ERISA’s preemption mechanisms leave no room for Plaintiff’s state law claims. “ERISA, a
comprehensive federal scheme designed to protect the participants and beneficiaries of employee
benefit plans, supercedes [sic] ‘any and all State laws insofar as they may now or hereafter relate
to any employee benefit plan.’” Hernandez v. Jobe Concrete Prod., Inc., 282 F.3d 360, 362 (5th
Cir. 2002) (quoting 29 U.S.C. § 1144(a)); see also McNeil v. Time Ins. Co., 205 F.3d 179, 189
(5th Cir. 2000). There is no dispute that the Policy is an employee benefit plan. Because Plaintiff
seeks relief under the TUDJA to enforce its interpretation of the Policy, the Texas state law is
related to the employee benefit plan. The TUDJA does not fall within the narrow category of
laws excluded from ERISA preemption. See 29 U.S.C. § 1144(b)(2)(A) (state laws regulating
insurance, banking or securities are not preempted by ERISA). The TUDJA is therefore a state
law superseded by ERISA.
ERISA and the TUDJA have overlapping goals. The purpose of the TUDJA “is to settle and
to afford relief from uncertainty and insecurity with respect to rights, status, and other legal
relations.” Tex. Civ. Prac. & Rem. Code § 37.002(b). ERISA also enables a plaintiff to gain
certainty as to coverage: “A civil action may be brought by a participant or beneficiary to recover
benefits due to him under the terms of his plan, to enforce his rights under the terms of the plan,
or to clarify his rights to future benefits under the terms of the plan.” 29 U.S.C.A. §
1132(a)(1)(B). ERISA already provides Plaintiff with a mechanism to enforce or clarify his
rights under the Policy.
As Plaintiff points out, some declaratory judgment actions are permissible in ERISA cases.
At least two courts have held that a beneficiary may seek a declaratory judgment that an insurer
has an obligation under ERISA. See IBEW-NECA Sw. Health & Benefit Fund v. Gurule, 337 F.
Supp. 2d 845, 860 (N.D. Tex. 2004); KLLM, Inc. Employee Health Prot. Plan v. Ontario Cmty.
Hosp., 947 F. Supp. 262, 266–67 (S.D. Miss. 1996). Plaintiff seeks to use the TUDJA or the
federal DJA to declare that he is entitled to coverage and benefits under the Policy. (Doc. No. 6
¶¶ 29-30.) Plaintiff’s use of a declaratory judgment action falls in a gray area between
permissible and preemted. On the one hand, Plaintiff seeks a declaration that that Defendant has
disregarded its obligations under the Policy, found to be a proper basis for declaratory judgment
in IBEW-NECA and KKLM. On the other hand, Plaintiff’s desire to assert entitlement to coverage
is an effort to recover, enforce or clarify his rights—already covered and preempted by ERISA.

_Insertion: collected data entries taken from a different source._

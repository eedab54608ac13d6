//! Season detection and history filtering over sales records.

use std::collections::HashSet;

use serde::{Deserialize, Serialize};

use crate::domain::sales::SalesRecord;
use crate::domain::season::{SeasonSpec, SeasonType};

/// Which season a batch should forecast, relative to the latest one found.
#[derive(Clone, Copy, Debug, Default, PartialEq, Eq, Serialize, Deserialize)]
#[serde(rename_all = "kebab-case")]
pub enum TargetSeason {
    /// The season immediately after the latest observed one.
    #[default]
    Next,
    /// The first type-A season after the latest observed one.
    NextA,
    /// The first type-B season after the latest observed one.
    NextB,
}

impl std::str::FromStr for TargetSeason {
    type Err = String;

    fn from_str(value: &str) -> Result<Self, Self::Err> {
        match value.trim().to_ascii_lowercase().as_str() {
            "next" | "auto" => Ok(Self::Next),
            "next-a" | "next_a" | "next-pv" | "next_pv" => Ok(Self::NextA),
            "next-b" | "next_b" | "next-oi" | "next_oi" => Ok(Self::NextB),
            other => Err(format!("unsupported target season `{other}` (expected next|next-a|next-b)")),
        }
    }
}

/// Latest season present in `records`. Type B outranks type A in the same
/// year. Records whose label did not parse are ignored.
pub fn detect_latest_season(records: &[SalesRecord]) -> Option<SeasonSpec> {
    let labels: HashSet<&SeasonSpec> = records.iter().filter_map(|r| r.season.as_ref()).collect();
    labels.into_iter().max().copied()
}

/// The season to forecast given the latest one observed.
pub fn resolve_target(latest: SeasonSpec, target: TargetSeason) -> SeasonSpec {
    match (target, latest.season_type) {
        (TargetSeason::Next, SeasonType::A) | (TargetSeason::NextB, SeasonType::A) => {
            SeasonSpec::new(SeasonType::B, latest.year)
        }
        (TargetSeason::Next, SeasonType::B) | (TargetSeason::NextA, _) => {
            SeasonSpec::new(SeasonType::A, latest.year + 1)
        }
        (TargetSeason::NextB, SeasonType::B) => SeasonSpec::new(SeasonType::B, latest.year + 1),
    }
}

/// Records of `season_type` strictly older than `exclude_year`, so the
/// season being forecast never trains on itself.
pub fn filter_by_season_type(
    records: &[SalesRecord],
    season_type: SeasonType,
    exclude_year: i32,
) -> Vec<SalesRecord> {
    records
        .iter()
        .filter(|record| {
            record
                .season
                .is_some_and(|season| season.season_type == season_type && season.year < exclude_year)
        })
        .cloned()
        .collect()
}

#[cfg(test)]
mod tests {
    use rust_decimal::Decimal;

    use super::{detect_latest_season, filter_by_season_type, resolve_target, TargetSeason};
    use crate::domain::sales::SalesRecord;
    use crate::domain::season::{SeasonSpec, SeasonType};

    fn record(label: &str) -> SalesRecord {
        SalesRecord::new("SKU", "FAM", label, 1.0, Decimal::ONE)
    }

    #[test]
    fn latest_season_prefers_higher_year_then_type_b() {
        let records = vec![record("PV23"), record("OI24"), record("PV24"), record("SIN DEFINIR")];
        assert_eq!(detect_latest_season(&records), Some(SeasonSpec::new(SeasonType::B, 2024)));
    }

    #[test]
    fn latest_season_is_none_without_parsable_labels() {
        assert_eq!(detect_latest_season(&[record("???"), record("")]), None);
    }

    #[test]
    fn next_target_alternates_halves() {
        let spring = SeasonSpec::new(SeasonType::A, 2024);
        let autumn = SeasonSpec::new(SeasonType::B, 2024);

        assert_eq!(resolve_target(spring, TargetSeason::Next), SeasonSpec::new(SeasonType::B, 2024));
        assert_eq!(resolve_target(autumn, TargetSeason::Next), SeasonSpec::new(SeasonType::A, 2025));
        assert_eq!(resolve_target(autumn, TargetSeason::NextB), SeasonSpec::new(SeasonType::B, 2025));
        assert_eq!(resolve_target(spring, TargetSeason::NextA), SeasonSpec::new(SeasonType::A, 2025));
        assert_eq!(resolve_target(spring, TargetSeason::NextB), SeasonSpec::new(SeasonType::B, 2024));
    }

    #[test]
    fn filter_keeps_matching_type_before_excluded_year() {
        let records = vec![record("PV22"), record("OI22"), record("PV23"), record("PV24"), record("x")];
        let kept = filter_by_season_type(&records, SeasonType::A, 2024);

        let labels: Vec<_> = kept.iter().map(|r| r.season_label.as_str()).collect();
        assert_eq!(labels, vec!["PV22", "PV23"]);
    }

    #[test]
    fn target_choice_parses_cli_spellings() {
        assert_eq!("auto".parse::<TargetSeason>().ok(), Some(TargetSeason::Next));
        assert_eq!("next_PV".parse::<TargetSeason>().ok(), Some(TargetSeason::NextA));
        assert_eq!("next-b".parse::<TargetSeason>().ok(), Some(TargetSeason::NextB));
        let error = "later".parse::<TargetSeason>().err().unwrap_or_default();
        assert!(error.contains("unsupported target season `later`"), "{error}");
    }
}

Although Plaintiff correctly notes that Defendant has not cited any cases holding the TUDJA
is preempted, there are also no cases expressly affirming the coexistence of enforcement under
ERISA and the TUDJA. Plaintiff’s cases discuss the federal DJA, which has relevant differences
from the state declaratory judgment statute. Under the TUDJA, Plaintiff has sought additional
rights such as attorney’s fees, ancillary relief, and injunctive relief. (Doc. No. 6 ¶¶ 29-30.)

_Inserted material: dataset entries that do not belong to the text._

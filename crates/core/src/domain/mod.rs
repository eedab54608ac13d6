pub mod forecast;
pub mod product;
pub mod sales;
pub mod season;
//! The demand-forecasting engine, leaf to root: outlier trimming, season
//! handling, per-product aggregation, the four models, walk-forward
//! validation, the inverse-error ensemble, hierarchy fallback and the batch
//! orchestrator.

pub mod aggregate;
pub mod cancel;
pub mod ensemble;
pub mod fallback;
pub mod models;
pub mod orchestrator;
pub mod outlier;
pub mod plan;
pub mod seasons;
pub mod stats;
pub mod validation;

ERISA does not leave room for the additional forms of relief permitted by the TUDJA. The
Supreme Court reasoned that “the policy choices reflected in the inclusion of certain remedies
and the exclusion of others under the federal scheme would be completely undermined if
ERISA-plan participants and beneficiaries were free to obtain remedies under state law that
Congress rejected in ERISA.” Pilot Life Ins. Co. v. Dedeaux, 481 U.S. 41, 54 (1987). Although
declaratory relief may be permitted in an ERISA action via the federal DJA, ERISA preempts the
additional remedies unique to the TUDJA, a state law.

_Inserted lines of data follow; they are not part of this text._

// SPDX-License-Identifier: MIT OR Apache-2.0
//! The `Tweaks` node: applies tweak plugs to parameter data.

use crate::tweak::{apply_tweaks, Tweak};
use plexus_graph::{
    CompoundData, ComputeContext, Direction, Fingerprint, NodeBehaviour, PlugDescriptor, PlugId, PlugType, PlugValue,
    Result,
};
use std::any::Any;

/// Registered type name of the tweaks node
pub const TWEAKS_TYPE: &str = "Tweaks";

/// Applies the tweaks under `tweaks` to `in`
#[derive(Debug, Clone, Copy, Default)]
pub struct TweaksNode;

impl TweaksNode {
    /// Tweaks defined on the node, evaluated under the current context
    pub fn tweaks(&self, cx: &ComputeContext<'_>) -> Result<Vec<Tweak>> {
        cx.children("tweaks")?
            .into_iter()
            .map(|plug| {
                let path = cx.relative_name(plug);
                Tweak::from_members(|member| Ok(cx.value(&format!("{path}.{member}"))?.to_value()))
            })
            .collect()
    }
}

impl NodeBehaviour for TweaksNode {
    fn type_name(&self) -> &'static str {
        TWEAKS_TYPE
    }

    fn plugs(&self) -> Vec<PlugDescriptor> {
        vec![
            PlugDescriptor::input("in", CompoundData::new()),
            PlugDescriptor::input("ignore_missing", false),
            PlugDescriptor::container("tweaks", Direction::In, Vec::new()),
            PlugDescriptor::output("out", PlugType::Compound),
        ]
    }

    fn hash(&self, cx: &ComputeContext<'_>, output: PlugId) -> Result<Fingerprint> {
        // Without tweaks `out` is `in`
        if cx.children("tweaks")?.is_empty() {
            return cx.hash("in");
        }
        cx.default_hash(output)
    }

    fn compute(&self, cx: &ComputeContext<'_>, _output: PlugId) -> Result<PlugValue> {
        let mut parameters = cx.compound("in")?;
        let tweaks = self.tweaks(cx)?;
        apply_tweaks(&tweaks, &mut parameters, !cx.bool("ignore_missing")?)?;
        Ok(PlugValue::Compound(parameters))
    }

    fn as_any(&self) -> &dyn Any {
        self
    }
}

#[cfg(test)]
mod tests {
    use super::*;
    use crate::tweak::{add_tweak_plug, TweakMode};
    use plexus_graph::{Context, Graph, GraphError};
    use std::sync::Arc;

    fn tweaks_graph() -> (Graph, plexus_graph::NodeId) {
        let mut graph = Graph::new("tweaks");
        let node = graph.add_node("tweaks", Arc::new(TweaksNode)).unwrap();
        let mut parameters = CompoundData::new();
        parameters.insert("exposure", 1.5);
        parameters.insert("samples", 4);
        graph.set_value(graph.plug_by_path(node, "in").unwrap(), parameters).unwrap();
        (graph, node)
    }

    #[test]
    fn test_passes_through_without_tweaks() {
        let (graph, node) = tweaks_graph();
        let input = graph.plug_by_path(node, "in").unwrap();
        let out = graph.plug_by_path(node, "out").unwrap();
        let ctx = Context::default();

        assert_eq!(graph.hash(out, &ctx).unwrap(), graph.hash(input, &ctx).unwrap());
        assert_eq!(
            graph.get_value(out, &ctx).unwrap().to_value(),
            graph.get_value(input, &ctx).unwrap().to_value()
        );
    }

    #[test]
    fn test_applies_tweak_plugs() {
        let (mut graph, node) = tweaks_graph();
        let tweaks = graph.plug_by_path(node, "tweaks").unwrap();
        let out = graph.plug_by_path(node, "out").unwrap();
        let ctx = Context::default();
        let before = graph.hash(out, &ctx).unwrap();

        add_tweak_plug(&mut graph, tweaks, "samples", 2, TweakMode::Multiply, true).unwrap();
        add_tweak_plug(&mut graph, tweaks, "exposure", 0.0, TweakMode::Remove, true).unwrap();
        assert_ne!(graph.hash(out, &ctx).unwrap(), before);

        let value = graph.get_value(out, &ctx).unwrap().to_value();
        let result = value.as_compound().unwrap();
        assert_eq!(result.get("samples"), Some(&PlugValue::Int(8)));
        assert!(!result.contains("exposure"));
    }

    #[test]
    fn test_ignore_missing() {
        let (mut graph, node) = tweaks_graph();
        let tweaks = graph.plug_by_path(node, "tweaks").unwrap();
        let out = graph.plug_by_path(node, "out").unwrap();
        let ctx = Context::default();
        add_tweak_plug(&mut graph, tweaks, "gamma", 2.2, TweakMode::Replace, true).unwrap();

        let error = graph.get_value(out, &ctx).unwrap_err();
        assert!(matches!(error.root_cause(), GraphError::MissingDependency(_)));

        graph
            .set_value(graph.plug_by_path(node, "ignore_missing").unwrap(), true)
            .unwrap();
        let value = graph.get_value(out, &ctx).unwrap().to_value();
        assert_eq!(value.as_compound().unwrap().get("gamma"), Some(&PlugValue::Float(2.2)));
    }
}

For the aforementioned reasons, the Court GRANTS Defendant’s Motion to Dismiss
Plaintiff’s State Law Claims and Jury Demand. (Doc. No. 8.) Plaintiff may amend his complaint
within fifteen (15) days from the date on which this order is entered.
IT IS SO ORDERED.
SIGNED at Houston, Texas on the 3rd of January, 2016.